The Daily Star | Bassil doubles down on UNHCR attacks

ARSAL, Lebanon: Caretaker Foreign Minister Gebran Bassil doubled down on his recent combative rhetoric toward the U.N. refugee agency Wednesday, extending his attacks to the wider international community. Bassil, speaking from a cave in which 10 Lebanese soldiers captured by Daesh (ISIS) in 2014 were held, said he was thinking “of the conspiracy that threatened our existence ... I am thinking of all those responsible in the international community who committed such a crime against Lebanon and Syria.” This conspiracy, he said, came about through “policies drawn to destroy this region, to further the interests of Israel and powers who refuse to have this diversity here.”

The minister’s comments came during a coordinated tour of the border town of Arsal which appeared aimed at demonstrating the renewed safety of the Lebanon-Syria border, the sacrifices made by Lebanon’s soldiers to bring about such safety and the willingness of refugees to return to their homes in Syria.

Bassil claimed that Lebanese of all sects and from all over the country wanted the return of Syrian refugees, while similarly the Syrian nationals “from everywhere and from all sects want this.”

Bassil also offered a warning to the international community. During a news conference at the beginning of the tour he presented a plastic envelope: “This is what I received now,” he said. “A letter from one of [the Syrian community’s] representatives saying, ‘Either allow us to go back to Syria or work for us to be repatriated in Europe.’”

The comments come in the wake of a marked escalation in tensions between the Foreign Ministry and the UNHCR, which culminated last Friday with Bassil ordering a freeze on the renewal of UNHCR staff residency permits after claiming the agency had been scaring refugees from returning to Syria.

The Foreign Ministry’s actions were met with strong condemnation, not least from other members of Lebanon’s caretaker government. Bassil sought to play down conflicts over the issue. “Neither Prime Minister [designate Saad] Hariri nor any other official want problems with the U.N. ... But it is time to say enough,” he said. “Lebanon’s interests are at stake and are more important than other matters.”

“[The UNHCR’s] policy is to forbid the return, the Lebanese policy is to encourage the return,” Bassil said during Wednesday’s tour. He insisted he was not “angry” at the agency, rather “surprised that they are not respecting our policy and not abiding by our will and sovereignty.”

The UNHCR responded to Bassil’s allegations in a statement to The Daily Star late Wednesday, saying that it “would not try to discourage the refugees from returning when they chose to do so.”

The statement said the UNHCR “respects and has always respected the sovereignty of Lebanon,” adding that it had made clear that it respected Lebanese government policy, which states that the integration of refugees into the Lebanese community is not an option. “The return of the refugees is the ultimate preferred solution for the refugee crisis,” the statement read.

Nevertheless the agency defended the questions it had been asking of refugees, saying it “has a duty to make sure that refugees are well informed as they make these important decisions.”

The reaction of the refugee community in Arsal to Bassil’s visit was mixed. Some were waiting for the minister’s convoy to arrive during a visit to one of the town’s refugee camps and were more than happy to back proposals to facilitate a return.

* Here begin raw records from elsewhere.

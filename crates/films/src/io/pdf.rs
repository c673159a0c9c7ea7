//! Minimal single-page PDF writer.
//!
//! Produces five objects (catalog, page tree, page, content stream, font)
//! with a byte-exact cross-reference table. One page unit is one mask
//! pixel; the Y axis is flipped once with a page-level `cm` so path
//! coordinates stay in image space.

use std::fmt::Write as _;
use std::io::Write as _;

use flate2::{write::ZlibEncoder, Compression};
use image::GrayImage;
use tracing::debug;

use crate::{
    algorithms::contours::{simplified_contours, Contour},
    error::{FilmError, Result},
    io::ExportFormat,
    traits::FilmEncoder,
    types::Film,
};

const OBJECT_COUNT: usize = 5;
const HEADER: &[u8] = b"%PDF-1.4\n%\xE2\xE3\xCF\xD3\n";

/// Turns a mask into a flat-colour vector document.
#[derive(Debug, Clone)]
pub struct VectorSerializer {
    pub approximation_factor: f64,
    pub color: [u8; 3],
}

impl Default for VectorSerializer {
    fn default() -> Self {
        Self {
            approximation_factor: 0.002,
            color: [0, 0, 0],
        }
    }
}

impl VectorSerializer {
    pub fn new(approximation_factor: f64, color: [u8; 3]) -> Self {
        Self {
            approximation_factor,
            color,
        }
    }

    pub fn to_vector_document(&self, mask: &GrayImage, width: u32, height: u32) -> Result<Vec<u8>> {
        if mask.dimensions() != (width, height) {
            return Err(FilmError::DimensionMismatch {
                expected: (width, height),
                actual: mask.dimensions(),
            });
        }

        let contours = simplified_contours(mask, self.approximation_factor);
        let content = content_stream(&contours, height, self.color);
        debug!(
            "Vector document: {} paths, {} content bytes",
            contours.len(),
            content.len()
        );

        let document = assemble(width, height, content.as_bytes())?;
        verify(&document)?;
        Ok(document)
    }
}

/// Path operators for the given contours; empty when there is nothing to
/// fill.
pub fn content_stream(contours: &[Contour], height: u32, [r, g, b]: [u8; 3]) -> String {
    if contours.is_empty() {
        return String::new();
    }

    let mut out = String::new();
    let _ = writeln!(out, "q 1 0 0 -1 0 {height} cm");
    let _ = writeln!(
        out,
        "{:.3} {:.3} {:.3} rg",
        r as f32 / 255.0,
        g as f32 / 255.0,
        b as f32 / 255.0
    );
    for contour in contours {
        for (i, [x, y]) in contour.points.iter().enumerate() {
            let op = if i == 0 { "m" } else { "l" };
            let _ = writeln!(out, "{x} {y} {op}");
        }
        out.push_str("h f\n");
    }
    out.push_str("Q\n");
    out
}

fn compress(data: &[u8]) -> Result<Vec<u8>> {
    let mut encoder = ZlibEncoder::new(Vec::new(), Compression::default());
    encoder.write_all(data)?;
    Ok(encoder.finish()?)
}

/// Lay out the document and its cross-reference table.
pub fn assemble(width: u32, height: u32, content: &[u8]) -> Result<Vec<u8>> {
    let stream = compress(content)?;

    let mut doc: Vec<u8> = HEADER.to_vec();
    let mut offsets = Vec::with_capacity(OBJECT_COUNT);

    let mut object = |doc: &mut Vec<u8>, number: usize, body: &[u8]| {
        offsets.push(doc.len());
        doc.extend_from_slice(format!("{number} 0 obj\n").as_bytes());
        doc.extend_from_slice(body);
        doc.extend_from_slice(b"\nendobj\n");
    };

    object(&mut doc, 1, b"<< /Type /Catalog /Pages 2 0 R >>");
    object(&mut doc, 2, b"<< /Type /Pages /Kids [3 0 R] /Count 1 >>");
    object(
        &mut doc,
        3,
        format!(
            "<< /Type /Page /Parent 2 0 R /MediaBox [0 0 {width} {height}] \
             /Resources << /Font << /F1 5 0 R >> >> /Contents 4 0 R >>"
        )
        .as_bytes(),
    );

    let mut content_object = format!("<< /Length {} /Filter /FlateDecode >>\nstream\n", stream.len())
        .into_bytes();
    content_object.extend_from_slice(&stream);
    content_object.extend_from_slice(b"\nendstream");
    object(&mut doc, 4, &content_object);

    object(
        &mut doc,
        5,
        b"<< /Type /Font /Subtype /Type1 /BaseFont /Helvetica >>",
    );

    let xref_offset = doc.len();
    let mut xref = format!("xref\n0 {}\n0000000000 65535 f \n", OBJECT_COUNT + 1);
    for offset in &offsets {
        let _ = write!(xref, "{offset:010} 00000 n \n");
    }
    let _ = write!(
        xref,
        "trailer\n<< /Size {} /Root 1 0 R >>\nstartxref\n{xref_offset}\n%%EOF\n",
        OBJECT_COUNT + 1
    );
    doc.extend_from_slice(xref.as_bytes());

    Ok(doc)
}

fn find(haystack: &[u8], needle: &[u8], from: usize) -> Option<usize> {
    if from > haystack.len() {
        return None;
    }
    haystack[from..]
        .windows(needle.len())
        .position(|w| w == needle)
        .map(|p| p + from)
}

fn rfind(haystack: &[u8], needle: &[u8]) -> Option<usize> {
    haystack.windows(needle.len()).rposition(|w| w == needle)
}

fn parse_number(bytes: &[u8], at: usize) -> Option<usize> {
    let digits: Vec<u8> = bytes[at..]
        .iter()
        .copied()
        .take_while(u8::is_ascii_digit)
        .collect();
    std::str::from_utf8(&digits).ok()?.parse().ok()
}

fn corrupt(message: impl Into<String>) -> FilmError {
    FilmError::Serialization(message.into())
}

/// Check that every xref offset lands on its object header and that the
/// declared stream length matches the stored payload.
pub fn verify(doc: &[u8]) -> Result<()> {
    let startxref = rfind(doc, b"startxref\n").ok_or_else(|| corrupt("missing startxref"))?;
    let xref_offset = parse_number(doc, startxref + b"startxref\n".len())
        .ok_or_else(|| corrupt("unreadable startxref offset"))?;
    if !doc.get(xref_offset..).is_some_and(|rest| rest.starts_with(b"xref\n")) {
        return Err(corrupt(format!("startxref {xref_offset} does not point at xref")));
    }

    let header = format!("xref\n0 {}\n", OBJECT_COUNT + 1);
    // Free entry first, then one 20-byte entry per object
    let entries = xref_offset + header.len() + 20;
    for number in 1..=OBJECT_COUNT {
        let entry = entries + (number - 1) * 20;
        let offset = doc
            .get(entry..entry + 10)
            .and_then(|_| parse_number(doc, entry))
            .ok_or_else(|| corrupt(format!("xref entry {number} missing")))?;
        let expected = format!("{number} 0 obj\n");
        if !doc
            .get(offset..)
            .is_some_and(|rest| rest.starts_with(expected.as_bytes()))
        {
            return Err(corrupt(format!(
                "xref offset {offset} does not start object {number}"
            )));
        }
    }

    let stream_object = find(doc, b"4 0 obj\n", 0).ok_or_else(|| corrupt("missing content object"))?;
    let length_at = find(doc, b"/Length ", stream_object).ok_or_else(|| corrupt("missing /Length"))?;
    let declared = parse_number(doc, length_at + b"/Length ".len())
        .ok_or_else(|| corrupt("unreadable /Length"))?;
    let start = find(doc, b"stream\n", length_at).ok_or_else(|| corrupt("missing stream"))?
        + b"stream\n".len();
    let end = find(doc, b"\nendstream", start).ok_or_else(|| corrupt("missing endstream"))?;

    // The compressed payload may itself contain "\nendstream"; trust the
    // declared length only if the bytes after it close the stream.
    let actual = if doc.get(start + declared..).is_some_and(|rest| rest.starts_with(b"\nendstream")) {
        declared
    } else {
        end - start
    };
    if actual != declared {
        return Err(corrupt(format!(
            "declared stream length {declared} but payload is {actual} bytes"
        )));
    }

    Ok(())
}

/// Mandatory baseline encoder.
#[derive(Debug, Clone)]
pub struct PdfEncoder {
    pub approximation_factor: f64,
}

impl Default for PdfEncoder {
    fn default() -> Self {
        Self {
            approximation_factor: 0.002,
        }
    }
}

impl FilmEncoder for PdfEncoder {
    fn format(&self) -> ExportFormat {
        ExportFormat::Pdf
    }

    fn encode(&self, film: &Film) -> Result<Vec<u8>> {
        VectorSerializer::new(self.approximation_factor, film.color).to_vector_document(
            &film.mask,
            film.width(),
            film.height(),
        )
    }
}

#[cfg(test)]
mod tests {
    use super::*;
    use crate::types::INK;
    use flate2::read::ZlibDecoder;
    use image::Luma;
    use std::io::Read;

    fn decoded_content(doc: &[u8]) -> String {
        let length_at = find(doc, b"/Length ", 0).unwrap();
        let declared = parse_number(doc, length_at + 8).unwrap();
        let start = find(doc, b"stream\n", length_at).unwrap() + 7;
        let mut decoder = ZlibDecoder::new(&doc[start..start + declared]);
        let mut text = String::new();
        decoder.read_to_string(&mut text).unwrap();
        text
    }

    fn contains(doc: &[u8], needle: &str) -> bool {
        find(doc, needle.as_bytes(), 0).is_some()
    }

    #[test]
    fn test_empty_mask_gives_valid_document() {
        let mask = GrayImage::new(64, 48);
        let doc = VectorSerializer::default().to_vector_document(&mask, 64, 48).unwrap();

        assert!(doc.starts_with(b"%PDF-1.4"));
        assert!(doc.ends_with(b"%%EOF\n"));
        assert!(contains(&doc, "/MediaBox [0 0 64 48]"));
        assert!(verify(&doc).is_ok());
        assert_eq!(decoded_content(&doc), "");
    }

    #[test]
    fn test_square_traces_corners() {
        let mask = GrayImage::from_fn(50, 40, |x, y| {
            Luma([if (10..30).contains(&x) && (5..25).contains(&y) { INK } else { 0 }])
        });
        let doc = VectorSerializer::new(0.002, [255, 0, 0])
            .to_vector_document(&mask, 50, 40)
            .unwrap();
        let content = decoded_content(&doc);

        assert!(content.starts_with("q 1 0 0 -1 0 40 cm\n1.000 0.000 0.000 rg\n"));
        for corner in ["10 5", "29 5", "29 24", "10 24"] {
            assert!(content.contains(corner), "missing corner {corner} in {content}");
        }
        assert_eq!(content.matches(" m\n").count(), 1);
        assert_eq!(content.matches(" l\n").count(), 3);
        assert!(content.ends_with("h f\nQ\n"));
    }

    #[test]
    fn test_xref_offsets_point_at_objects() {
        let doc = assemble(10, 10, b"0 0 m 1 1 l h f").unwrap();
        let xref = find(&doc, b"xref\n", 0).unwrap();
        let entries = xref + "xref\n0 6\n".len() + 20;
        for number in 1..=5 {
            let at = entries + (number - 1) * 20;
            let offset = parse_number(&doc, at).unwrap();
            let expected = format!("{number} 0 obj");
            assert!(doc[offset..].starts_with(expected.as_bytes()));
            assert_eq!(&doc[at + 10..at + 20], b" 00000 n \n");
        }
    }

    #[test]
    fn test_verify_rejects_bad_length() {
        let doc = assemble(10, 10, b"0 0 m 5 0 l 5 5 l h f").unwrap();
        let length_at = find(&doc, b"/Length ", 0).unwrap() + 8;
        let declared = parse_number(&doc, length_at).unwrap();

        // Change the last digit so every offset stays put
        let mut tampered = doc.clone();
        let last = length_at + declared.to_string().len() - 1;
        tampered[last] = if tampered[last] == b'9' { b'8' } else { tampered[last] + 1 };

        assert!(verify(&doc).is_ok());
        assert!(matches!(verify(&tampered), Err(FilmError::Serialization(_))));
    }

    #[test]
    fn test_verify_rejects_shifted_offsets() {
        let mut doc = HEADER.to_vec();
        doc.extend_from_slice(b"% padding\n");
        let body = assemble(10, 10, b"").unwrap();
        doc.extend_from_slice(&body[HEADER.len()..]);
        assert!(matches!(verify(&doc), Err(FilmError::Serialization(_))));
    }

    #[test]
    fn test_dimension_mismatch() {
        let mask = GrayImage::new(10, 10);
        assert!(matches!(
            VectorSerializer::default().to_vector_document(&mask, 20, 10),
            Err(FilmError::DimensionMismatch { .. })
        ));
    }
}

“We want to go back to our country,” one person told Bassil outside a tent whose carefully tended vegetable garden demonstrated the length of time its occupants had been living there.

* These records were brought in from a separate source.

//! Master ↔ worker message protocol.
//!
//! Messages are JSON objects tagged by `cmd` and sent one per line.

use serde::{Deserialize, Serialize};

use crate::error::IpcError;

/// Sent by the master to a worker.
#[derive(Debug, Clone, PartialEq, Serialize, Deserialize)]
#[serde(tag = "cmd", rename_all = "snake_case")]
pub enum MasterMessage {
    /// Stop accepting connections, drain, and exit with code 0.
    Shutdown,
    /// Liveness probe; the worker echoes the timestamp back.
    HealthCheck { timestamp: u64 },
}

/// Sent by a worker to the master.
#[derive(Debug, Clone, PartialEq, Serialize, Deserialize)]
#[serde(tag = "cmd", rename_all = "snake_case")]
pub enum WorkerMessage {
    /// The application server is listening on `127.0.0.1:{port}`.
    Ready { port: u16 },
    HealthCheckResponse { timestamp: u64 },
    #[serde(rename_all = "camelCase")]
    WorkerMetrics {
        /// Process CPU as a percentage of the whole machine.
        cpu_usage: f64,
        /// Resident memory as a percentage of system memory.
        memory_usage: f64,
        #[serde(default)]
        memory_bytes: u64,
        /// Seconds since the worker started.
        uptime: f64,
    },
    #[serde(rename_all = "camelCase")]
    RequestComplete {
        /// Milliseconds.
        response_time: f64,
        error: bool,
    },
}

impl MasterMessage {
    /// Serialize to a JSON line (with trailing newline).
    pub fn to_line(&self) -> Result<String, IpcError> {
        encode_line(self)
    }

    /// Parse a single JSON line.
    pub fn from_line(line: &str) -> Result<Self, IpcError> {
        decode_line(line)
    }
}

impl WorkerMessage {
    /// Serialize to a JSON line (with trailing newline).
    pub fn to_line(&self) -> Result<String, IpcError> {
        encode_line(self)
    }

    /// Parse a single JSON line.
    pub fn from_line(line: &str) -> Result<Self, IpcError> {
        decode_line(line)
    }
}

pub(crate) fn encode_line<T: Serialize>(msg: &T) -> Result<String, IpcError> {
    let mut json = serde_json::to_string(msg).map_err(IpcError::Encode)?;
    json.push('\n');
    Ok(json)
}

pub(crate) fn decode_line<T: serde::de::DeserializeOwned>(line: &str) -> Result<T, IpcError> {
    let trimmed = line.trim();
    serde_json::from_str(trimmed).map_err(|source| IpcError::Decode {
        line: trimmed.to_string(),
        source,
    })
}

#[cfg(test)]
mod tests {
    use super::*;

    #[test]
    fn shutdown_is_a_bare_cmd() {
        let line = MasterMessage::Shutdown.to_line().unwrap();
        assert_eq!(line, "{\"cmd\":\"shutdown\"}\n");
    }

    #[test]
    fn health_check_carries_timestamp() {
        let line = MasterMessage::HealthCheck { timestamp: 1700 }.to_line().unwrap();
        assert!(line.contains("\"cmd\":\"health_check\""));
        assert!(line.contains("\"timestamp\":1700"));
    }

    #[test]
    fn worker_metrics_use_camel_case_payload() {
        let msg = WorkerMessage::WorkerMetrics {
            cpu_usage: 12.5,
            memory_usage: 3.0,
            memory_bytes: 1024,
            uptime: 60.0,
        };
        let json: serde_json::Value = serde_json::from_str(&msg.to_line().unwrap()).unwrap();
        assert_eq!(json["cmd"], "worker_metrics");
        assert_eq!(json["cpuUsage"], 12.5);
        assert_eq!(json["memoryUsage"], 3.0);
        assert_eq!(json["uptime"], 60.0);
    }

    #[test]
    fn parses_message_without_optional_fields() {
        let msg = WorkerMessage::from_line(
            r#"{"cmd":"worker_metrics","cpuUsage":1.0,"memoryUsage":2.0,"uptime":3.0}"#,
        )
        .unwrap();
        assert_eq!(
            msg,
            WorkerMessage::WorkerMetrics {
                cpu_usage: 1.0,
                memory_usage: 2.0,
                memory_bytes: 0,
                uptime: 3.0,
            }
        );
    }

    #[test]
    fn parses_request_complete() {
        let msg =
            WorkerMessage::from_line(r#"{"cmd":"request_complete","responseTime":42.0,"error":true}"#)
                .unwrap();
        assert_eq!(
            msg,
            WorkerMessage::RequestComplete {
                response_time: 42.0,
                error: true
            }
        );
    }

    #[test]
    fn unknown_cmd_is_rejected() {
        let err = WorkerMessage::from_line(r#"{"cmd":"reboot"}"#).unwrap_err();
        assert!(matches!(err, IpcError::Decode { .. }));
    }
}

“We are young, if we don’t go back who will rebuild? We want to go back to our nation – our only nation. Syria is our mother.” One elderly Syrian woman threw flowers over the minister’s car as he left.

Another refugee, who said his name was Mohammad and his hometown Al-Qusair, said he wanted to return. “Why wouldn’t someone go back to their home?” he asked. However, he was worried about the level of safety in Syria and insisted he wanted the involvement of the international community. “If there are United Nations guarantees we will return. If there aren’t, we won’t return,” he said.

Hammam al-Amir, a refugee from Flita on the other side of the Syrian border, was more skeptical, saying he estimated only 150 of a town of 10,000 refugees would be willing to return at this stage. He noted that many were returning because of a recent law passed by the Syrian government, known as Law 10, which gives the government the right to expropriate the property of Syrian nationals unless they return to claim it.

This was driving older Syrian nationals back to the country, he said, while many of the younger generation were unwilling to return for fear of being called up to military service.

He too called for the involvement of international agencies. “The return is wrong,” he said. “There is no safety and it is unsecured. It should be secured by the United Nations.”


 
A version of this article appeared in The Daily Star on June 14, 2018, on page 2.